Quality planetary observing is also possible with the Meade Mini 130. Saturn's rings and moons are clearly visible with the supplied 72x eyepiece, as are the moons and storm belts of Jupiter, particularly when you add a Barlow lens or higher power eyepiece to increase the magnification. And, thanks to its generous field of view and good light-gathering, you’ll be able to observe comets and many of the more famous deep-sky objects, like the Orion Nebula, the Swan and Trifid Nebulas, globular clusters M13 and M22, galaxies like M33, and much more.

Weighing an easily-handled 13.6 pounds, the compact Meade LightBridge Mini 130 is a tabletop mini-Dobsonian telescope that you can pick up with one hand and take out to observe whenever the urge strikes you. It’s also stylish enough to be a decorative fixture on your bookshelf or desk.

This Meade LightBridge Mini 130 Optical System . . .

Reflector optical tube: 130mm (5.1”) aperture 650mm focal length f/5 collimatable parabolic mirror Newtonian reflector. The primary and diagonal mirrors are aluminized for high light transmission and overcoated with durable silicon dioxide (quartz) for long life. The optical tube attaches to the single-arm tabletop mini-Dobsonian mount by means of a Vixen-style dovetail bar. This lets you use the 130mm optical tube on any altazimuth or equatorial mount that uses a Vixen-style dovetail. 
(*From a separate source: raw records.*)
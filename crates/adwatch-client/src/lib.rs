//! Boundary implementation of the adwatch [`Extractor`]: headless-Chromium
//! page capture plus CSS-selector field extraction.
//!
//! [`Extractor`]: adwatch_core::traits::Extractor

pub mod browser;
pub mod listing;

pub use browser::BrowserExtractor;
pub use listing::ListingParser;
Rack and pinion focuser: The 1.25” focuser has dual focusing knobs for precise image control with either hand. The large focus knobs are easy to operate, even while wearing gloves or mittens in cold weather.

Two eyepieces: You get two 1.25" modified achromatic 3-element eyepieces: a 26mm (25x) and a 9mm (72x). The eyepieces have antireflection coatings on their lens surfaces for sharp images and good contrast. An optional 2x Barlow lens will double those powers to 50x and 144x.

Finderscope: An illuminated red dot finderscope attaches to the side of the optical tube. This battery-operated red LED finder projects a small dot of red light onto a clear plate inside the finder housing. When you look through the finder, the red dot appears to float in space wherever your telescope is pointing, day or night, making it easy to quickly and intuitively center the scope on distant objects by moving your scope until the red dot seems to rest on top of your target. The red aiming dot can be seen from virtually any distance behind the finder, from two inches to two feet, so it is easy for eyeglass wearers to use.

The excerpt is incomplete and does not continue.